Gazeta Wyborcza Poznań 17.05.2005
ROSITA CIĘ PRZYWITA
Żeby zostać wolontariuszem poznańskiej fundacji Labrador, trzeba mieć czas i ochotę do pracy z psem. Ale jaką ma się potem satysfakcję! Przecież w ten sposób pomaga się innym. Fundacja szkoli psy dla niewidomych. Ma już 16 labradorów: dwa w Szczecinie, cztery w Łodzi, resztę w Poznaniu. Najstarszym wychowankiem- Nelsonem- cieszy się od kilku tygodni ociemniała Magda Rutkowska z Łodzi. Dwa inne psy szkoli już instruktor, Paweł Zieliński, pozostałe są jeszcze u wolontariuszy. Tak jak 10-miesięczna Rosita. -Niestety, rodzina, u której dotąd suczka mieszkała nie może się nią dalej zajmować. Dlatego pilnie szukamy opiekunów dla niej- mówi Danuta Grzybkowska, prezes Labradora. Zresztą, nie tylko dla Rosity, bo fundacja chce kupić kolejne szczeniaki, które przez półtora roku mieszkają w „rodzinach zastępczych”. Wolontariusze muszą jednak spełniać pewne wymogi. -Nie można zostawiać psa na dłużej niż pięć godzin. Nie oddajemy zwierząt tez do rodzin, w których są dzieci młodsze niż pięcioletnie. Opiekun musi poświęcać zwierzęciu czas i pracować z nim: zabierać go do miasta, uczyć jazdy tramwajami, autobusami, windą, chodzenia po schodach, podstawowych komend posłuszeństwa- wymienia Grzybkowska. Fundacja ponosi pełne koszty utrzymania psa. Po pobycie u wolontariuszy labrador przechodzi specjalistyczne szkolenie, by w końcu- w sumie po dwóch latach- trafić do niewidomego. Taką drogę przeszedł na razie Nelson. Pod koniec roku psa- przewodnika dostanie też pan Mariusz z Poznania. -Dla niego sprowadziliśmy jednak specjalnie labradora ze Słowacji, ze szkoły, z która współpracujemy. Pan Mariusz jest bowiem wysoki, ma 1,90 m, stąd musieliśmy dla niego znaleźć wysokonożnego labradora, a my takiego nie mieliśmy- opowiada Grzybkowska.

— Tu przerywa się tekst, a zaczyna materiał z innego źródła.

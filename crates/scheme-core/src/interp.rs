//! The `Interpreter` context: the process-wide state spec.md §9 asks to be
//! redesigned as an explicit, passed-around struct instead of Heist's
//! `namespace G { ... }` globals. Carries the port registry, the
//! in-flight jump datum, and display/pretty-print configuration (column
//! width, ANSI color), the last of which follows `son.rs`'s `SonConfig`
//! (a small config struct threaded through the serializer, not a global).

use std::cell::{Cell, RefCell};
use std::rc::Rc;

use crate::error::{MethodDispatch, SchemeError};
use crate::value::{PortId, Value};

/// Heist's `G::PPRINT_MAX_COLUMN_WIDTH`; spec.md §4.2 keeps this as the
/// pretty-printer's default line budget.
pub const DEFAULT_PPRINT_WIDTH: usize = 80;

struct PortEntry {
    open: Cell<bool>,
}

/// Append-only registry of port handles. Ports are identified by index
/// and never removed, only marked closed (spec.md §5) — actual stream
/// I/O is owned by the embedding host, outside this crate's scope.
#[derive(Default)]
struct PortRegistry {
    entries: RefCell<Vec<PortEntry>>,
}

impl PortRegistry {
    fn open(&self) -> usize {
        let mut entries = self.entries.borrow_mut();
        entries.push(PortEntry { open: Cell::new(true) });
        entries.len() - 1
    }

    fn close(&self, id: usize) {
        if let Some(entry) = self.entries.borrow().get(id) {
            entry.open.set(false);
        }
    }

    fn is_open(&self, id: usize) -> bool {
        self.entries
            .borrow()
            .get(id)
            .map(|e| e.open.get())
            .unwrap_or(false)
    }
}

/// Shared interpreter-wide context threaded through every structural
/// operation that needs one: method dispatch for objects, port state,
/// pretty-printer configuration, and the one-shot jump datum.
pub struct Interpreter {
    ports: PortRegistry,
    jump_slot: RefCell<Option<Value>>,
    pprint_width: Cell<usize>,
    ansi_enabled: Cell<bool>,
    dispatch: RefCell<Option<Rc<dyn MethodDispatch>>>,
}

impl Interpreter {
    pub fn new() -> Self {
        Interpreter {
            ports: PortRegistry::default(),
            jump_slot: RefCell::new(None),
            pprint_width: Cell::new(DEFAULT_PPRINT_WIDTH),
            ansi_enabled: Cell::new(false),
            dispatch: RefCell::new(None),
        }
    }

    pub fn with_pprint_width(self, width: usize) -> Self {
        self.pprint_width.set(width);
        self
    }

    pub fn with_ansi(self, enabled: bool) -> Self {
        self.ansi_enabled.set(enabled);
        self
    }

    pub fn set_method_dispatch(&self, dispatch: Rc<dyn MethodDispatch>) {
        *self.dispatch.borrow_mut() = Some(dispatch);
    }

    pub fn method_dispatch(&self) -> Option<Rc<dyn MethodDispatch>> {
        self.dispatch.borrow().clone()
    }

    pub fn pprint_width(&self) -> usize {
        self.pprint_width.get()
    }

    pub fn ansi_enabled(&self) -> bool {
        self.ansi_enabled.get()
    }

    // --- ports ---

    pub fn open_in_port(&self) -> Value {
        Value::InPort(PortId(self.ports.open()))
    }

    pub fn open_out_port(&self) -> Value {
        Value::OutPort(PortId(self.ports.open()))
    }

    pub fn close_port(&self, id: PortId) {
        tracing::debug!(port = id.0, "closing port");
        self.ports.close(id.0);
    }

    pub fn port_is_open(&self, id: PortId) -> bool {
        self.ports.is_open(id.0)
    }

    // --- jump (non-local control transfer, spec.md §7/§9) ---

    /// Stash `value` and produce the error that unwinds to the nearest
    /// jump handler. Mirrors Heist's `G::JUMP_GLOBAL_PRIMITIVE_ARGUMENT`
    /// assignment immediately before throwing `SCM_EXCEPT::JUMP`.
    pub fn begin_jump(&self, value: Value) -> SchemeError {
        *self.jump_slot.borrow_mut() = Some(value.clone());
        SchemeError::Jump(value)
    }

    /// Retrieve and clear the in-flight jump datum. Called by the handler
    /// that catches `SchemeError::Jump`.
    pub fn take_jump(&self) -> Option<Value> {
        self.jump_slot.borrow_mut().take()
    }
}

impl Default for Interpreter {
    fn default() -> Self {
        Self::new()
    }
}

#[cfg(test)]
mod tests {
    use super::*;

    #[test]
    fn ports_start_open_and_stay_indexed_after_close() {
        let interp = Interpreter::new();
        let port = interp.open_out_port();
        let id = match port {
            Value::OutPort(id) => id,
            _ => unreachable!(),
        };
        assert!(interp.port_is_open(id));
        interp.close_port(id);
        assert!(!interp.port_is_open(id));
    }

    #[test]
    fn pprint_width_defaults_to_eighty() {
        let interp = Interpreter::new();
        assert_eq!(interp.pprint_width(), DEFAULT_PPRINT_WIDTH);
    }

    #[test]
    fn jump_slot_round_trips_through_begin_and_take() {
        let interp = Interpreter::new();
        let err = interp.begin_jump(Value::Bool(true));
        assert!(matches!(err, SchemeError::Jump(_)));
        let taken = interp.take_jump();
        assert!(matches!(taken, Some(Value::Bool(true))));
        assert!(interp.take_jump().is_none());
    }
}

Praca i przyjemność Agnieszka Skrzypiec z Poznania ma 24 lata, studiuje kosmetologię i od dwóch lat jest wolontariuszką fundacji Labrador. Teraz opiekuje się Norkiem, wcześniej wychowywała Nelsona. -To ciężka praca i wielka przyjemność- zdradza. Praca, bo labradorom trzeba poświęcać dużo uwagi, to żywe, energiczne psy. Przyjemność, bo ma się z tego wielką satysfakcję. -Miło jest coś zrobić dla innych- mówi. Niedługo będzie musiała oddać Norka na profesjonalne szkolenie. -Oczywiście, że będzie mi żal. Ale od początku zdawałam sobie sprawę, że to nie jest mój pies- wyjaśnia. Nie wie, czy będzie się opiekować kolejnym szczeniakiem fundacji. -Musze skończyć studia i znaleźć pracę. Ale niewykluczone, że to zrobię. A póki co mam kota.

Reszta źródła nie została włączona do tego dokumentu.